[[ Source information open ]]

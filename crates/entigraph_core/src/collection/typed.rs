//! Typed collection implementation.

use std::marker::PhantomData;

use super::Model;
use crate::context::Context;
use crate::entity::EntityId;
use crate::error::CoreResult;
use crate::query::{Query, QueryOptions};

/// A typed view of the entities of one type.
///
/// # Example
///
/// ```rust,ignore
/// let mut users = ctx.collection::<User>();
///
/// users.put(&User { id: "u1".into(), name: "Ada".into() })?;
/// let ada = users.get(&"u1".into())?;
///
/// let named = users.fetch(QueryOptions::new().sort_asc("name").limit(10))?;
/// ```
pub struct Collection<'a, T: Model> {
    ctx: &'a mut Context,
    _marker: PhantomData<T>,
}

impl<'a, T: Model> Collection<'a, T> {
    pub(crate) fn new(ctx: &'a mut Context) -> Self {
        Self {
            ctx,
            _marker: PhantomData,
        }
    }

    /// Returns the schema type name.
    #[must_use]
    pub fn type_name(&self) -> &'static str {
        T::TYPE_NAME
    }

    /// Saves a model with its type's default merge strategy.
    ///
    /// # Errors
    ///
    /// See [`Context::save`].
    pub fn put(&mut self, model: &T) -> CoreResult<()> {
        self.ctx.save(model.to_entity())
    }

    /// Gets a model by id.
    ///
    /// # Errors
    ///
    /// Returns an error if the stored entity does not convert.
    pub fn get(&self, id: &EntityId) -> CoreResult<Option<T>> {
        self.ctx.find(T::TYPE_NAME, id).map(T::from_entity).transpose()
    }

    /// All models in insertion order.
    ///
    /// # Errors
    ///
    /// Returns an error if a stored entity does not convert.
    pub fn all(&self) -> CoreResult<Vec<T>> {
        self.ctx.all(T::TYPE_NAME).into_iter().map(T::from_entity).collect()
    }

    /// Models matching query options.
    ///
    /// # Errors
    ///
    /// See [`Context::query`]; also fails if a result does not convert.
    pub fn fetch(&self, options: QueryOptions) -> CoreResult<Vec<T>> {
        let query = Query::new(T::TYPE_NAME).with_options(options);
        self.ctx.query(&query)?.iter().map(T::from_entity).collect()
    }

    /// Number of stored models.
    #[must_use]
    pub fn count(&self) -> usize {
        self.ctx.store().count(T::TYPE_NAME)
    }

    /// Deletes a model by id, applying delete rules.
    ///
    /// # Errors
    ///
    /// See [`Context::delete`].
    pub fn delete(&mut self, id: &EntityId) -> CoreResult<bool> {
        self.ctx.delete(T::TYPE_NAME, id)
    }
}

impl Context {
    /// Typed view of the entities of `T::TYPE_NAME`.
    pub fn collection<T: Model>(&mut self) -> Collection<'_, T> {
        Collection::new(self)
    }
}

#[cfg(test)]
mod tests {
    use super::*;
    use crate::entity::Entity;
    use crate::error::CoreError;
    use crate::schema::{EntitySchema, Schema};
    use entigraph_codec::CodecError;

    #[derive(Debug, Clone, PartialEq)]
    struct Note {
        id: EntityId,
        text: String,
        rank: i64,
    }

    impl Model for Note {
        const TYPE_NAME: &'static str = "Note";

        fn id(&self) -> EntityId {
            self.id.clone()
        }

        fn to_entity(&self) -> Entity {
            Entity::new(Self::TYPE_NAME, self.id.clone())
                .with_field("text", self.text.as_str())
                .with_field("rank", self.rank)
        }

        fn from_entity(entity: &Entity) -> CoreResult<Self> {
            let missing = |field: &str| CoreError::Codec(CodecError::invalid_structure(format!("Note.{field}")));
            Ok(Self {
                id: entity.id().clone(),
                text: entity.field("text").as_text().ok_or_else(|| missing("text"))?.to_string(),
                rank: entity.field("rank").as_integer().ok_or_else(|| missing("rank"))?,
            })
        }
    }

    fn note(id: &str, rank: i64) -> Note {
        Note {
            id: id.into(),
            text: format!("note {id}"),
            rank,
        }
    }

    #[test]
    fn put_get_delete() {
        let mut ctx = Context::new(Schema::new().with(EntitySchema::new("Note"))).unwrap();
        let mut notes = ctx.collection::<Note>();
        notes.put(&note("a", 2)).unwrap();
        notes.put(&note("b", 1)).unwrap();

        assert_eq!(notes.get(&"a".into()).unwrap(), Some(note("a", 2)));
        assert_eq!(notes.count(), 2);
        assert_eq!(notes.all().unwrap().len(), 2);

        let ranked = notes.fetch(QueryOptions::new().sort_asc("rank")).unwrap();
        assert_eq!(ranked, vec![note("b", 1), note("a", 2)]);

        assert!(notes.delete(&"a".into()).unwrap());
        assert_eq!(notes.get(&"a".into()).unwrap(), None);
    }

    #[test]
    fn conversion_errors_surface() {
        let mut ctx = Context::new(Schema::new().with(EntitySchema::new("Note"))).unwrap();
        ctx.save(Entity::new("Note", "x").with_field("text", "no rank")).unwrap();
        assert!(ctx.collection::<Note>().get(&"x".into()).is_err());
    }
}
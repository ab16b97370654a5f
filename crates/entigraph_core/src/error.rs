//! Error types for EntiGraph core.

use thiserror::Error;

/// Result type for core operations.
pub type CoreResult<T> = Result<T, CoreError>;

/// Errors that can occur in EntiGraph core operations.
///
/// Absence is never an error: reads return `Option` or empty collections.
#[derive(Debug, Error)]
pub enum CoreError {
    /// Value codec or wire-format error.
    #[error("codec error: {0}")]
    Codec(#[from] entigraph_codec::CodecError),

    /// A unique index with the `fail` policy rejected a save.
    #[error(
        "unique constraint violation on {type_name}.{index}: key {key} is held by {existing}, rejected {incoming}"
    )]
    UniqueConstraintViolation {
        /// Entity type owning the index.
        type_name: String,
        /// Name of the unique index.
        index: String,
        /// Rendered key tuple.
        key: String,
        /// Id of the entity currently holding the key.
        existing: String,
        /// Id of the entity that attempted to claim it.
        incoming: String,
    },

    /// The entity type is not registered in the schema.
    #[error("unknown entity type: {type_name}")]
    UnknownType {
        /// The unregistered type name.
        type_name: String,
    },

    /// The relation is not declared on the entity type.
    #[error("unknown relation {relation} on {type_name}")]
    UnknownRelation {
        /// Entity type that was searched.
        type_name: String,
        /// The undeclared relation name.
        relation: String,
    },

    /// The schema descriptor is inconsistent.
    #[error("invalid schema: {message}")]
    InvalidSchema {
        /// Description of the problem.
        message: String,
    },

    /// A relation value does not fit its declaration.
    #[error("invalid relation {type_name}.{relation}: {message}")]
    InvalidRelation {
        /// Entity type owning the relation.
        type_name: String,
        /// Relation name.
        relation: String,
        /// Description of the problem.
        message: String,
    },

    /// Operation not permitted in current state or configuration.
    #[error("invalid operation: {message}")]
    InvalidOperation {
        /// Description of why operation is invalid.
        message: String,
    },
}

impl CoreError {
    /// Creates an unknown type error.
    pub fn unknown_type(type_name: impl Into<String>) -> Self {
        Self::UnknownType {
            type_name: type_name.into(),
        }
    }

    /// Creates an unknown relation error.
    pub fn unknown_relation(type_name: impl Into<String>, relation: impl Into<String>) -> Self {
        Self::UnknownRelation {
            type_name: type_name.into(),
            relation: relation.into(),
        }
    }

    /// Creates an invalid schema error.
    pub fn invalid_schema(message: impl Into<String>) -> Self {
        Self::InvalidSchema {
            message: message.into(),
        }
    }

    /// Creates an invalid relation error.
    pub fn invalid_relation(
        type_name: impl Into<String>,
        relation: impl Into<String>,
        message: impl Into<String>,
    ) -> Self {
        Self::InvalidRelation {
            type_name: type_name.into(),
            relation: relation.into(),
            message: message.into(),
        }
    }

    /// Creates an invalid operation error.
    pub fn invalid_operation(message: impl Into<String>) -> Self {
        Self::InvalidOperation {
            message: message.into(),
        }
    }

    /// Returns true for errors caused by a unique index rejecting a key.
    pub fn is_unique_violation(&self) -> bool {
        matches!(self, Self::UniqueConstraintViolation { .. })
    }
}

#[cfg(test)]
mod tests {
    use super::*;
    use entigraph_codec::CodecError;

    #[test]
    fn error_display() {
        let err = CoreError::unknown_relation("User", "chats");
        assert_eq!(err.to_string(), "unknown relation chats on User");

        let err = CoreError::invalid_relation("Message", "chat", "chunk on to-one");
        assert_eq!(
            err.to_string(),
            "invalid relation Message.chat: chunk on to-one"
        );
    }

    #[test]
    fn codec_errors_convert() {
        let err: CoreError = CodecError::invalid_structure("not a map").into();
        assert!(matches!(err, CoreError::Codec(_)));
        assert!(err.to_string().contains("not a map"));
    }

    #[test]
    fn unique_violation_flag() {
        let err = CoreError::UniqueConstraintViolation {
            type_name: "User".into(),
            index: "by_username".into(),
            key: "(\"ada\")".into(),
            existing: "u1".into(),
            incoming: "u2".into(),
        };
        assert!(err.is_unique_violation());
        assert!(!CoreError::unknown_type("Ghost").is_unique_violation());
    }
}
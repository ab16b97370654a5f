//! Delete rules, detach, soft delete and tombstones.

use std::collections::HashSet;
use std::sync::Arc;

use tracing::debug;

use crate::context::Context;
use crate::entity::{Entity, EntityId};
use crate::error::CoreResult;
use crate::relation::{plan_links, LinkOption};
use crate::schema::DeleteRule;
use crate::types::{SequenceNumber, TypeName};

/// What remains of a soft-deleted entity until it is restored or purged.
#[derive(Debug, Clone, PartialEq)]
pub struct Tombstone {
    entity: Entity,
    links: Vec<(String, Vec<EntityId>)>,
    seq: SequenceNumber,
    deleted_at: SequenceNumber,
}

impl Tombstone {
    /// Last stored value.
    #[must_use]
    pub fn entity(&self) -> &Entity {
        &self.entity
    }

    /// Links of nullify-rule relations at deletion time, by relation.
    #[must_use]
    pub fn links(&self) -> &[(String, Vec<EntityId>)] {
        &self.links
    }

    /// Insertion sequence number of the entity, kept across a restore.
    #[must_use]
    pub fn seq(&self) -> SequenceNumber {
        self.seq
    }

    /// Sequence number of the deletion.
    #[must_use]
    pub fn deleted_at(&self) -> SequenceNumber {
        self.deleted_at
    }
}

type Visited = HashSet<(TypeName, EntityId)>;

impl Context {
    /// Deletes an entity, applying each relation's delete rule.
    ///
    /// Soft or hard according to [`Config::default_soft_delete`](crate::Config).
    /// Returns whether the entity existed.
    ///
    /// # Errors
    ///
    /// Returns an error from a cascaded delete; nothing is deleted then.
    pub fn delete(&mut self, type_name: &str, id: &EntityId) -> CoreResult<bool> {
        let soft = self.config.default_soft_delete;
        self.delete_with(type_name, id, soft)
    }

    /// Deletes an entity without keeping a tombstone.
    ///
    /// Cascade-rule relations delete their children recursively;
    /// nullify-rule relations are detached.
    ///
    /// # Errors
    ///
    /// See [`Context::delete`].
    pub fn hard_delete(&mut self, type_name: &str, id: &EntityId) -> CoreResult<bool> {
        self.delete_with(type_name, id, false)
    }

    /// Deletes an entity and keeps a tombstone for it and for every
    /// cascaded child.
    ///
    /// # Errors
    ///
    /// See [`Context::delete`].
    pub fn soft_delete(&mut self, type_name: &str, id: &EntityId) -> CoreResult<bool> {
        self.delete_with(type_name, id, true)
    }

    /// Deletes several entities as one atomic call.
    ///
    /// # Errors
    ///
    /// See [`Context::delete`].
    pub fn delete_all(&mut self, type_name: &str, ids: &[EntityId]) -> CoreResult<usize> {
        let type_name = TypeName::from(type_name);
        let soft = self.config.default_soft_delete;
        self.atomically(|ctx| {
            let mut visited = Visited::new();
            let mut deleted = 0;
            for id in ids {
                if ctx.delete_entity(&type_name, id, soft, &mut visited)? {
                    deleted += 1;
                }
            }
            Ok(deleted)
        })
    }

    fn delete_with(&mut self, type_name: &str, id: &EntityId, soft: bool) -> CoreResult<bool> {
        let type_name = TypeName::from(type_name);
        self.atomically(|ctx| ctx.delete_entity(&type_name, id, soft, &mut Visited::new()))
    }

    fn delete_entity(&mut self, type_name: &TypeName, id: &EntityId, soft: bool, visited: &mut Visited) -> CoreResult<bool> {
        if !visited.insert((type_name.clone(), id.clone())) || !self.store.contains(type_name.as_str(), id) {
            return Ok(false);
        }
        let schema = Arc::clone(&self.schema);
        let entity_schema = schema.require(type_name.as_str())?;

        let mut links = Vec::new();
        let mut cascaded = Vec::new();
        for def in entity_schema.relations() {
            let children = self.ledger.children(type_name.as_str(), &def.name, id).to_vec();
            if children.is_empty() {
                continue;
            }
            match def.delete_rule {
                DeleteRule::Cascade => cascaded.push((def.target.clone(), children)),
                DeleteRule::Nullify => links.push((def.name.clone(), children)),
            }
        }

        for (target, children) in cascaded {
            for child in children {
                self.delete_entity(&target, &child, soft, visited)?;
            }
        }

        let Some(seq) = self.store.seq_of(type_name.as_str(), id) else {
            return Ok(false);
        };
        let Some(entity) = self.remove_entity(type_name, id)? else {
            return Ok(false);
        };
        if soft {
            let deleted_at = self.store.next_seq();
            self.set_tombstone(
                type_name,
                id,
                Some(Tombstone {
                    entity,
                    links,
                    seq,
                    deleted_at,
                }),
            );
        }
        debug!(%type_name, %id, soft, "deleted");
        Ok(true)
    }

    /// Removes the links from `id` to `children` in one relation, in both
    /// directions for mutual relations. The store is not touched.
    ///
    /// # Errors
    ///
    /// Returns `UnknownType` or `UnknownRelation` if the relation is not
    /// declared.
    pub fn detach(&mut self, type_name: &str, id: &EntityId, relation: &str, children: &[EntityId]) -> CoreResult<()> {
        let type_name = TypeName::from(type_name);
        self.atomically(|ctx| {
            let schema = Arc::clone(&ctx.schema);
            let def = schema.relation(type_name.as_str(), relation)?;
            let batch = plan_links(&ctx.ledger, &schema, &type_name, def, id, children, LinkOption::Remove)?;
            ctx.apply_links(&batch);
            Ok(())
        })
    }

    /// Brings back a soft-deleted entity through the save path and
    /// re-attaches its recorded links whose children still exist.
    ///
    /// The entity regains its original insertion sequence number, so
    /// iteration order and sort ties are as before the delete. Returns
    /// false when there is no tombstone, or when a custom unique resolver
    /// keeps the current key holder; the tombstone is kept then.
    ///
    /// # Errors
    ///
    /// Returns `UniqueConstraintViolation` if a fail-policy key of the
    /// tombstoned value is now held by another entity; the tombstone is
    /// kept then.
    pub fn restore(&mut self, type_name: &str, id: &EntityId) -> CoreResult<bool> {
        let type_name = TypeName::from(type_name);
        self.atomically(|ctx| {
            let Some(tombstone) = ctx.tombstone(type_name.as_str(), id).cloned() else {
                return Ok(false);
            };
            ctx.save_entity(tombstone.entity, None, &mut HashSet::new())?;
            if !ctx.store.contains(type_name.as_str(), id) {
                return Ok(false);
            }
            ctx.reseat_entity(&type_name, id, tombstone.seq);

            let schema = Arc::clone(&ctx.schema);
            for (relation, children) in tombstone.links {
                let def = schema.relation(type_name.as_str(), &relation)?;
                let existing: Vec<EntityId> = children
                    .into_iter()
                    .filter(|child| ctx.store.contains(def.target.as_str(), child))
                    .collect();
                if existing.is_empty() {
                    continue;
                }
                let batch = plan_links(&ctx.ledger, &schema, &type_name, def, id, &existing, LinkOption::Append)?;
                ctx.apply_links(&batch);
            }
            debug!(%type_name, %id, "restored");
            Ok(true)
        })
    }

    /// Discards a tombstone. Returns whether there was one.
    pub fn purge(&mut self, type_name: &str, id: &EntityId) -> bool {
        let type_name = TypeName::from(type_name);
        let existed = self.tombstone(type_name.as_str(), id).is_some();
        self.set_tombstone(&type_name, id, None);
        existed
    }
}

[[ Source information closed ]]

Look above for the line with "holding the key." and the line with "pub fn unknown_type(type_name: impl". Write out those two lines and all the lines between them, exactly, and no others.

        /// Id of the entity currently holding the key.
        existing: String,
        /// Id of the entity that attempted to claim it.
        incoming: String,
    },

    /// The entity type is not registered in the schema.
    #[error("unknown entity type: {type_name}")]
    UnknownType {
        /// The unregistered type name.
        type_name: String,
    },

    /// The relation is not declared on the entity type.
    #[error("unknown relation {relation} on {type_name}")]
    UnknownRelation {
        /// Entity type that was searched.
        type_name: String,
        /// The undeclared relation name.
        relation: String,
    },

    /// The schema descriptor is inconsistent.
    #[error("invalid schema: {message}")]
    InvalidSchema {
        /// Description of the problem.
        message: String,
    },

    /// A relation value does not fit its declaration.
    #[error("invalid relation {type_name}.{relation}: {message}")]
    InvalidRelation {
        /// Entity type owning the relation.
        type_name: String,
        /// Relation name.
        relation: String,
        /// Description of the problem.
        message: String,
    },

    /// Operation not permitted in current state or configuration.
    #[error("invalid operation: {message}")]
    InvalidOperation {
        /// Description of why operation is invalid.
        message: String,
    },
}

impl CoreError {
    /// Creates an unknown type error.
    pub fn unknown_type(type_name: impl Into<String>) -> Self {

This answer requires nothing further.